Ecological Rts. Found. v. EPA, No. 19-2181, 2022 WL 4130818 (D.D.C. Sept. 12, 2022) (Pan, J.)

Re:  Challenge to legality of amendments to EPA regulations pertaining to processing of FOIA requests

Disposition:  Granting defendant’s motion to dismiss; denying plaintiff’s cross-motion for partial summary judgment

  • Procedural Requirements:  The court relates that “[o]n June 26, 2019, the EPA published a Freedom of Information Act Regulations Update (the ‘2019 Rule’) in the Federal Register.”  “As relevant here, the 2019 Rule made four changes to the EPA’s FOIA procedures.”  First, “[t]he 2019 Rule removed the option of submitting FOIA requests directly to regional offices of the EPA.”  Second, “[t]he 2019 Rule includes the EPA Administrator on a list of officials who are authorized to ‘issue final determinations whether to release or withhold a record’ under the FOIA.”  Third, “[r]evised § 2.103(b) also purports to authorize EPA officials to ‘issue final determinations whether to release or withhold a record or a portion of a record on the basis of responsiveness or under one or more exemptions under the FOIA, and to issue “no records” responses.’”  “Finally, the 2019 Rule modifies language related to the EPA’s aggregation of FOIA requests, the fees charged for processing requests, expedited processing of requests, and multi-track processing, whereby the EPA manages requests in accordance with perceived complexity.”  “Those modifications, for the most part, make grammatical and stylistic changes, while leaving the substance of the regulations untouched.”  “The only substantive change is to the limitations on charging fees the EPA adopts.”

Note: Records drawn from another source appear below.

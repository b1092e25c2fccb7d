//! In-memory backend
//!
//! Clones share state, so a test can keep a handle after giving one to the
//! store and inspect what was saved.

use std::sync::atomic::{AtomicBool, AtomicUsize, Ordering};
use std::sync::Arc;

use parking_lot::Mutex;

use crate::character::Character;
use crate::error::{MultiverseError, Result};

use super::Storage;

#[derive(Default)]
struct Inner {
    characters: Mutex<Vec<Character>>,
    saves: AtomicUsize,
    fail_writes: AtomicBool,
}

/// Keeps the "persisted" collection in process memory
#[derive(Clone, Default)]
pub struct MemoryStorage {
    inner: Arc<Inner>,
}

impl MemoryStorage {
    pub fn new() -> Self {
        Self::default()
    }

    /// Start with a pre-populated collection
    pub fn with_characters(characters: Vec<Character>) -> Self {
        let storage = Self::default();
        *storage.inner.characters.lock() = characters;
        storage
    }

    /// Collection as of the last successful save
    pub fn saved(&self) -> Vec<Character> {
        self.inner.characters.lock().clone()
    }

    /// Number of successful saves
    pub fn save_count(&self) -> usize {
        self.inner.saves.load(Ordering::SeqCst)
    }

    /// Make subsequent saves fail (simulates a full disk)
    pub fn fail_writes(&self, fail: bool) {
        self.inner.fail_writes.store(fail, Ordering::SeqCst);
    }
}

impl Storage for MemoryStorage {
    fn load(&self) -> Result<Vec<Character>> {
        Ok(self.saved())
    }

    fn save(&self, characters: &[Character]) -> Result<()> {
        if self.inner.fail_writes.load(Ordering::SeqCst) {
            return Err(MultiverseError::Storage(
                "Simulated write failure".to_string(),
            ));
        }

        *self.inner.characters.lock() = characters.to_vec();
        self.inner.saves.fetch_add(1, Ordering::SeqCst);
        Ok(())
    }

    fn describe(&self) -> String {
        "memory".to_string()
    }
}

    Plaintiff first claims “that the EPA’s centralization of intake for FOIA requests at the agency’s Washington, D.C., headquarters . . . violates Section 706(2)(A) of the APA because the change is ‘unreasonable, arbitrary, and capricious in light of [the EPA’s] overwhelming failure to timely process FOIA requests and the fact that this will inevitably slow that process down further.’”  The court finds that “[plaintiff] has not met [the] standard [for injury in fact].”  “In support of its claim of anticipated delays in the processing of its FOIA requests, [plaintiff] argues that ‘EPA Headquarters, the site of massive delay even before increasing its workload, will now be carrying out further FOIA work.’”  “But the EPA took steps to address the expected increase in workload at its headquarters due to the centralization of intake . . . .”  “Moreover, [plaintiff] overstates the increase in workload at headquarters associated with the change.”  “Contrary to [plaintiff’s] contention, the agency has centralized only the ‘submission’ of FOIA requests, not their processing.”  “[Plaintiff’s] attempt to allege a second injury — an increased risk of political interference caused by the centralization of FOIA intake — fares no better.”  “[Plaintiff] provides no facts to substantiate its assertion that the new intake procedures will cause EPA officials to violate the FOIA by making ‘indefensible decisions’ on [plaintiff’s] FOIA requests for ‘political’ reasons.”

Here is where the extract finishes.